**Records drawn from a dataset**
=== Begin Enclosure ===

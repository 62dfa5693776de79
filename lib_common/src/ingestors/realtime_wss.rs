//! # Realtime Change-Feed Subscriber
//!
//! Holds the upstream link to the realtime change feed. One successful
//! [`Connector::connect`] produces one *link*:
//!
//! 1.  Dial under the handshake deadline (`Connecting`).
//! 2.  Send the `phx_join` request for the configured topic (`Joined`).
//! 3.  Spawn the read loop and the heartbeat loop for the link.
//! 4.  A `phx_reply` to the join moves the link to `Active` and reports [`LinkEvent::Up`].
//!
//! Every `postgres_changes` push becomes an [`Event`] on the bounded event channel. A read
//! error, a missed liveness deadline, a failed heartbeat write, a rejected join or a
//! `phx_error` ends the link. Whichever of the loops notices first reports
//! [`LinkEvent::Down`]; the other one finds the link already down and stays quiet.
//!
//! Reconnecting is not done here. The upstream manager owns that decision and calls
//! `connect` again through the reconnect supervisor.

use std::sync::atomic::{AtomicBool, AtomicU64, Ordering};
use std::sync::{Arc, Mutex, PoisonError};
use std::time::Duration;

use async_trait::async_trait;
use chrono::Utc;
use futures_util::{SinkExt, StreamExt};
use tokio::sync::mpsc::{self, error::TrySendError};
use tokio::time::{interval_at, timeout, timeout_at, Instant, MissedTickBehavior};
use tokio_util::sync::CancellationToken;
use url::Url;

use crate::core::codec::{
    decode_envelope, encode_heartbeat, encode_join, heartbeat_ref, ChangeFilter, ChangeKind, Event,
    WsFrame, EVENT_CHANGES, EVENT_ERROR, EVENT_REPLY,
};
use crate::core::error::RelayError;
use crate::core::status::{ConnectionState, LinkEvent, StateCell};
use crate::core::supervisor::Connector;
use crate::core::timer_period;
use crate::ingestors::dialer::{FrameSink, FrameStream, UpstreamDialer};

/// Upstream subscription settings.
#[derive(Debug, Clone, PartialEq, Eq)]
pub struct RealtimeConfig {
    /// Full WebSocket endpoint, credentials included. Never logged.
    pub endpoint: String,
    /// Channel topic, e.g. `realtime:public:admin_alerts`.
    pub topic: String,
    /// Change subscriptions sent with the join.
    pub changes: Vec<ChangeFilter>,
    /// Heartbeat cadence.
    pub heartbeat_interval: Duration,
    /// Silence allowed on the link before it is declared dead.
    pub liveness_timeout: Duration,
    /// Deadline for the WebSocket handshake.
    pub handshake_timeout: Duration,
    /// Deadline for a single upstream write.
    pub write_timeout: Duration,
    /// How long a decoded event may wait for room on a full event channel.
    pub publish_grace: Duration,
}

impl RealtimeConfig {
    /// Subscribes to inserts and updates on `schema.table`.
    pub fn for_table(endpoint: impl Into<String>, schema: &str, table: &str) -> Self {
        Self {
            endpoint: endpoint.into(),
            topic: format!("realtime:{}:{}", schema, table),
            changes: vec![
                ChangeFilter::new(ChangeKind::Insert, schema, table),
                ChangeFilter::new(ChangeKind::Update, schema, table),
            ],
            heartbeat_interval: Duration::from_secs(30),
            liveness_timeout: Duration::from_secs(60),
            handshake_timeout: Duration::from_secs(10),
            write_timeout: Duration::from_secs(10),
            publish_grace: Duration::from_secs(1),
        }
    }

    /// Narrows every change subscription with `filter` (e.g. `machine_id=eq.host-1`) and
    /// gives the channel a topic of its own.
    pub fn with_filter(mut self, filter: &str) -> Self {
        self.topic = format!("{}:{}", self.topic, filter);
        for change in &mut self.changes {
            change.filter = Some(filter.to_string());
        }
        self
    }

    /// Derives the realtime WebSocket endpoint from the project base URL.
    ///
    /// `https://x.supabase.co` becomes
    /// `wss://x.supabase.co/realtime/v1/websocket?apikey=<key>&vsn=1.0.0`.
    pub fn endpoint_for(base_url: &str, api_key: &str) -> Result<String, RelayError> {
        let mut url = Url::parse(base_url)?;
        let scheme = match url.scheme() {
            "https" | "wss" => "wss",
            "http" | "ws" => "ws",
            other => {
                return Err(RelayError::Connection(format!(
                    "unsupported URL scheme '{}'",
                    other
                )))
            }
        };
        url.set_scheme(scheme)
            .map_err(|_| RelayError::Connection(format!("cannot use scheme '{}'", scheme)))?;
        let path = format!("{}/realtime/v1/websocket", url.path().trim_end_matches('/'));
        url.set_path(&path);
        url.query_pairs_mut()
            .clear()
            .append_pair("apikey", api_key)
            .append_pair("vsn", "1.0.0");
        Ok(url.into())
    }

    /// Endpoint without its query string, safe to log.
    pub fn redacted_endpoint(&self) -> String {
        match Url::parse(&self.endpoint) {
            Ok(url) => format!("{}://{}{}", url.scheme(), url.host_str().unwrap_or("?"), url.path()),
            Err(_) => "<invalid endpoint>".to_string(),
        }
    }
}

struct Link {
    id: u64,
    sink: tokio::sync::Mutex<FrameSink>,
    cancel: CancellationToken,
    down: AtomicBool,
}

impl Link {
    async fn send(&self, frame: WsFrame, deadline: Duration) -> Result<(), RelayError> {
        let mut sink = self.sink.lock().await;
        match timeout(deadline, sink.send(frame)).await {
            Ok(result) => result,
            Err(_) => Err(RelayError::Transport(format!(
                "upstream write timed out after {:?}",
                deadline
            ))),
        }
    }
}

struct Shared {
    config: RealtimeConfig,
    state: StateCell,
    events: mpsc::Sender<Arc<Event>>,
    links: mpsc::UnboundedSender<LinkEvent>,
    shutdown: CancellationToken,
    current: Mutex<Option<Arc<Link>>>,
    next_link_id: AtomicU64,
    next_join_ref: AtomicU64,
}

/// The upstream change-feed subscriber.
pub struct UpstreamSubscriber<D: UpstreamDialer> {
    shared: Arc<Shared>,
    dialer: D,
}

impl<D: UpstreamDialer> UpstreamSubscriber<D> {
    /// Creates a disconnected subscriber publishing onto `events`.
    ///
    /// Returns the receiver of link notifications, which belongs to the upstream manager.
    pub fn new(
        config: RealtimeConfig,
        dialer: D,
        events: mpsc::Sender<Arc<Event>>,
        shutdown: CancellationToken,
    ) -> (Self, mpsc::UnboundedReceiver<LinkEvent>) {
        let (links, rx) = mpsc::unbounded_channel();
        let shared = Arc::new(Shared {
            config,
            state: StateCell::new(),
            events,
            links,
            shutdown,
            current: Mutex::new(None),
            next_link_id: AtomicU64::new(1),
            next_join_ref: AtomicU64::new(1),
        });
        (Self { shared, dialer }, rx)
    }

    /// Current link state.
    pub fn state(&self) -> ConnectionState {
        self.shared.state.get()
    }

    /// The subscription settings.
    pub fn config(&self) -> &RealtimeConfig {
        &self.shared.config
    }

    async fn establish(&self) -> Result<(), RelayError> {
        let shared = &self.shared;
        let config = &shared.config;

        let (mut sink, stream) = timeout(config.handshake_timeout, self.dialer.dial(&config.endpoint))
            .await
            .map_err(|_| {
                RelayError::Connection(format!(
                    "handshake timed out after {:?}",
                    config.handshake_timeout
                ))
            })??;

        let join_ref = shared.next_join_ref.fetch_add(1, Ordering::Relaxed).to_string();
        let join = encode_join(&config.topic, &config.changes, &join_ref)?;
        match timeout(config.write_timeout, sink.send(WsFrame::Text(join))).await {
            Ok(result) => result?,
            Err(_) => {
                return Err(RelayError::Transport(format!(
                    "join write timed out after {:?}",
                    config.write_timeout
                )))
            }
        }

        let link = Arc::new(Link {
            id: shared.next_link_id.fetch_add(1, Ordering::Relaxed),
            sink: tokio::sync::Mutex::new(sink),
            cancel: shared.shutdown.child_token(),
            down: AtomicBool::new(false),
        });
        shared.state.set(ConnectionState::Joined);
        if let Some(stale) = shared.install(Arc::clone(&link)) {
            stale.down.store(true, Ordering::Release);
            stale.cancel.cancel();
        }
        log::info!(
            "Upstream link {} joined '{}' (ref {})",
            link.id,
            config.topic,
            join_ref
        );

        tokio::spawn(read_loop(Arc::clone(shared), Arc::clone(&link), stream));
        tokio::spawn(heartbeat_loop(Arc::clone(shared), link));
        Ok(())
    }
}

#[async_trait]
impl<D: UpstreamDialer> Connector for UpstreamSubscriber<D> {
    async fn connect(&self) -> Result<(), RelayError> {
        if self.shared.shutdown.is_cancelled() {
            return Err(RelayError::Shutdown);
        }
        let previous = self.shared.state.set(ConnectionState::Connecting);
        log::info!("Connecting upstream: {}", self.shared.config.redacted_endpoint());

        let result = self.establish().await;
        if let Err(e) = &result {
            // A retry after a lost link is still a reconnect; only a first dial fails to Disconnected.
            let settled = if previous == ConnectionState::Reconnecting {
                ConnectionState::Reconnecting
            } else {
                ConnectionState::Disconnected
            };
            self.shared.state.transition(ConnectionState::Connecting, settled);
            log::warn!("Upstream connection failed: {}", e);
        }
        result
    }
}

impl Shared {
    fn install(&self, link: Arc<Link>) -> Option<Arc<Link>> {
        self.current
            .lock()
            .unwrap_or_else(PoisonError::into_inner)
            .replace(link)
    }

    /// Ends `link` once. Reports the loss unless the relay is shutting down.
    fn handle_disconnect(&self, link: &Link, cause: RelayError) {
        if link.down.swap(true, Ordering::AcqRel) {
            return;
        }
        link.cancel.cancel();
        {
            let mut current = self.current.lock().unwrap_or_else(PoisonError::into_inner);
            if current.as_ref().is_some_and(|c| c.id == link.id) {
                *current = None;
            }
        }

        if self.shutdown.is_cancelled() {
            self.state.set(ConnectionState::Disconnected);
            log::info!("Upstream link {} closed for shutdown", link.id);
            return;
        }
        self.state
            .transition_if(ConnectionState::is_linked, ConnectionState::Reconnecting);
        log::warn!("Upstream link {} lost: {}", link.id, cause);
        if self.links.send(LinkEvent::Down(cause)).is_err() {
            log::debug!("Upstream manager is gone; link loss not reported");
        }
    }

    async fn dispatch(&self, text: &str) -> Result<(), RelayError> {
        let envelope = match decode_envelope(text) {
            Ok(envelope) => envelope,
            Err(e) => {
                log::warn!("Discarding undecodable upstream frame: {}", e);
                return Ok(());
            }
        };

        match envelope.event.as_str() {
            EVENT_CHANGES => match Event::from_envelope(&envelope, Utc::now()) {
                Some(event) => self.publish(event).await,
                None => log::warn!("Discarding change notification without a record"),
            },
            EVENT_REPLY if envelope.topic.as_deref() == Some(self.config.topic.as_str()) => {
                if envelope.reply_status() == Some("error") {
                    let response = envelope
                        .payload
                        .get("response")
                        .map(|r| r.to_string())
                        .unwrap_or_default();
                    return Err(RelayError::Protocol(format!("join rejected: {}", response)));
                }
                if self
                    .state
                    .transition(ConnectionState::Joined, ConnectionState::Active)
                {
                    log::info!("Upstream subscription to '{}' is active", self.config.topic);
                    if self.links.send(LinkEvent::Up).is_err() {
                        log::debug!("Upstream manager is gone; link up not reported");
                    }
                }
            }
            EVENT_REPLY => log::trace!("Heartbeat acknowledged"),
            EVENT_ERROR => {
                return Err(RelayError::Protocol(format!(
                    "channel error on '{}'",
                    envelope.topic.unwrap_or_default()
                )))
            }
            other => log::debug!("Ignoring upstream '{}' message", other),
        }
        Ok(())
    }

    async fn publish(&self, event: Event) {
        match self.events.try_send(Arc::new(event)) {
            Ok(()) => {}
            Err(TrySendError::Full(event)) => {
                let grace = self.config.publish_grace;
                log::warn!("Event channel full; waiting up to {:?}", grace);
                if self.events.send_timeout(event, grace).await.is_err() {
                    log::error!("Event dropped: channel still full after {:?}", grace);
                }
            }
            Err(TrySendError::Closed(_)) => log::debug!("Event channel closed; event dropped"),
        }
    }
}

async fn read_loop(shared: Arc<Shared>, link: Arc<Link>, mut stream: FrameStream) {
    let liveness = shared.config.liveness_timeout;
    let mut deadline = Instant::now() + liveness;

    let cause = loop {
        let next = tokio::select! {
            _ = link.cancel.cancelled() => break RelayError::Shutdown,
            next = timeout_at(deadline, stream.next()) => next,
        };
        let frame = match next {
            Err(_) => break RelayError::LivenessTimeout(liveness),
            Ok(None) => break RelayError::Transport("upstream closed the stream".into()),
            Ok(Some(Err(e))) => break e,
            Ok(Some(Ok(frame))) => frame,
        };
        deadline = Instant::now() + liveness;
        match frame {
            WsFrame::Text(text) => {
                if let Err(e) = shared.dispatch(&text).await {
                    break e;
                }
            }
            WsFrame::Close => break RelayError::Transport("upstream sent close".into()),
            WsFrame::Binary(_) => log::debug!("Ignoring binary upstream frame"),
            WsFrame::Ping(_) | WsFrame::Pong(_) => {}
        }
    };

    shared.handle_disconnect(&link, cause);
    if shared.shutdown.is_cancelled() {
        if let Err(e) = link.send(WsFrame::Close, shared.config.write_timeout).await {
            log::debug!("Upstream close frame not sent: {}", e);
        }
    }
}

async fn heartbeat_loop(shared: Arc<Shared>, link: Arc<Link>) {
    let period = timer_period(shared.config.heartbeat_interval);
    let mut ticker = interval_at(Instant::now() + period, period);
    ticker.set_missed_tick_behavior(MissedTickBehavior::Delay);

    loop {
        tokio::select! {
            _ = link.cancel.cancelled() => return,
            _ = ticker.tick() => {}
        }
        let frame = match encode_heartbeat(&heartbeat_ref()) {
            Ok(text) => WsFrame::Text(text),
            Err(e) => {
                log::error!("Failed to encode heartbeat: {}", e);
                continue;
            }
        };
        if let Err(e) = link.send(frame, shared.config.write_timeout).await {
            shared.handle_disconnect(&link, e);
            return;
        }
    }
}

=== End Enclosure ===

**Problem to work on**
Copy the lines from the start of the data verbatim, stopping after the line containing "use crate::core::timer_period;".

**Solution to the exercise**
repository 62dfa5693776de79
filename lib_common/src/ingestors/realtime_wss.rs
//! # Realtime Change-Feed Subscriber
//!
//! Holds the upstream link to the realtime change feed. One successful
//! [`Connector::connect`] produces one *link*:
//!
//! 1.  Dial under the handshake deadline (`Connecting`).
//! 2.  Send the `phx_join` request for the configured topic (`Joined`).
//! 3.  Spawn the read loop and the heartbeat loop for the link.
//! 4.  A `phx_reply` to the join moves the link to `Active` and reports [`LinkEvent::Up`].
//!
//! Every `postgres_changes` push becomes an [`Event`] on the bounded event channel. A read
//! error, a missed liveness deadline, a failed heartbeat write, a rejected join or a
//! `phx_error` ends the link. Whichever of the loops notices first reports
//! [`LinkEvent::Down`]; the other one finds the link already down and stays quiet.
//!
//! Reconnecting is not done here. The upstream manager owns that decision and calls
//! `connect` again through the reconnect supervisor.

use std::sync::atomic::{AtomicBool, AtomicU64, Ordering};
use std::sync::{Arc, Mutex, PoisonError};
use std::time::Duration;

use async_trait::async_trait;
use chrono::Utc;
use futures_util::{SinkExt, StreamExt};
use tokio::sync::mpsc::{self, error::TrySendError};
use tokio::time::{interval_at, timeout, timeout_at, Instant, MissedTickBehavior};
use tokio_util::sync::CancellationToken;
use url::Url;

use crate::core::codec::{
    decode_envelope, encode_heartbeat, encode_join, heartbeat_ref, ChangeFilter, ChangeKind, Event,
    WsFrame, EVENT_CHANGES, EVENT_ERROR, EVENT_REPLY,
};
use crate::core::error::RelayError;
use crate::core::status::{ConnectionState, LinkEvent, StateCell};
use crate::core::supervisor::Connector;
use crate::core::timer_period;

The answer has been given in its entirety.